[cap-talk] Understanding capabilities in a web-desktop setting

David-Sarah Hopwood david.hopwood at industrial-designers.co.uk
Mon Aug 11 11:18:43 CDT 2008


James A. Donald wrote:
> David-Sarah Hopwood wrote:
>  > Whether I am designing a capability system, teaching
>  > about them, or promoting them, I have no idea why I
>  > would want to talk about "the powerbox user interface
>  > pattern" *instead of* the more general principles that
>  > the pattern supports.
> 
> In the past, I have argued that capabilities are
> inappropriate for many problems.  Those discussions led
> to more heat than light, and I see no point in
> revisiting them.

Capabilities are a *general-purpose* access control, communication,
and authorization mechanism.
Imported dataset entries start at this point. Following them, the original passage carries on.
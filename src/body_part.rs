use bevy::prelude::*;

use crate::components::{BoxCollider, Joint, RigidBody, Tags};
use crate::events::GameEventBus;
use crate::sprite_swap::SpriteState;

/// Visual variant a body part ends up with after damage.
#[derive(Clone, Copy, PartialEq, Eq, Debug, Default)]
pub enum DamageVisual {
    #[default]
    None,
    Cut,
    Burned,
}

/// A detachable piece of the gnome. While attached it rides the character's
/// hierarchy; once detached it falls on its own and is stripped of physics
/// after settling so it can't block the treasure.
#[derive(Component, Clone)]
pub struct BodyPart {
    pub detached: bool,
    pub damage_visual: DamageVisual,
    pub cut_sprite: String,
    pub burned_sprite: String,
    /// Where the blood fountain sits, relative to the part.
    pub fountain_offset: Vec2,
}

impl BodyPart {
    pub fn new(cut_sprite: impl Into<String>, burned_sprite: impl Into<String>) -> Self {
        Self {
            detached: false,
            damage_visual: DamageVisual::None,
            cut_sprite: cut_sprite.into(),
            burned_sprite: burned_sprite.into(),
            fountain_offset: Vec2::ZERO,
        }
    }

    pub fn with_fountain_offset(mut self, offset: Vec2) -> Self {
        self.fountain_offset = offset;
        self
    }

    /// Swap this part's sprite to the damaged variant for the given visual.
    pub fn apply_damage_visual(&mut self, state: &mut SpriteState, visual: DamageVisual) {
        let sprite = match visual {
            DamageVisual::Cut => &self.cut_sprite,
            DamageVisual::Burned => &self.burned_sprite,
            DamageVisual::None => return,
        };
        if !sprite.is_empty() {
            state.current = sprite.clone();
        }
        self.damage_visual = visual;
    }
}

/// Separate a part from the character: reparent to the scene root, stop
/// counting as "player", and flag it for physics cleanup once it settles.
/// Idempotent; a second call does nothing.
pub fn detach(commands: &mut Commands, entity: Entity, part: &mut BodyPart, tags: &mut Tags) {
    if part.detached {
        return;
    }
    part.detached = true;
    tags.clear();
    commands.entity(entity).remove_parent();
}

/// Remove joint, rigid-body and collider bindings from an entity and all of
/// its descendants.
pub fn strip_physics(commands: &mut Commands, root: Entity, children: &Query<&Children>) {
    commands
        .entity(root)
        .remove::<(Joint, RigidBody, BoxCollider)>();
    for descendant in children.iter_descendants(root) {
        commands
            .entity(descendant)
            .remove::<(Joint, RigidBody, BoxCollider)>();
    }
}

pub struct BodyPartPlugin;

impl Plugin for BodyPartPlugin {
    fn build(&self, app: &mut App) {
        app.add_systems(Update, cleanup_settled_parts);
    }
}

/// Second phase of detachment: the part keeps its physics until the body
/// reports rest, so it falls naturally and then locks in place. Removing
/// `BodyPart` together with the bindings makes the cleanup fire exactly
/// once even if the settled signal repeats.
fn cleanup_settled_parts(
    mut commands: Commands,
    mut bus: ResMut<GameEventBus>,
    parts: Query<(Entity, &BodyPart, &RigidBody)>,
    children: Query<&Children>,
) {
    for (entity, part, body) in parts.iter() {
        if !part.detached || !body.is_sleeping() {
            continue;
        }
        strip_physics(&mut commands, entity, &children);
        commands.entity(entity).remove::<BodyPart>();
        bus.emit(
            "part_settled",
            serde_json::json!({}),
            Some(entity.to_bits()),
        );
    }
}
Their use doesn't preclude using other
access control mechanisms as well, but a system designer must choose
*one* mechanism as the basis of the system [*], if it is not to be
so overcomplicated as to preclude security from the start. At that
level, I see no viable alternative to capabilities that does not
introduce systemic weaknesses (in particular, vulnerability to
confused deputy attacks, and an inability to support sufficiently
small, mutually suspicious, protection domains).


[*] A "system" may be a language, operating system, hardware
     architecture, network protocol, database, etc.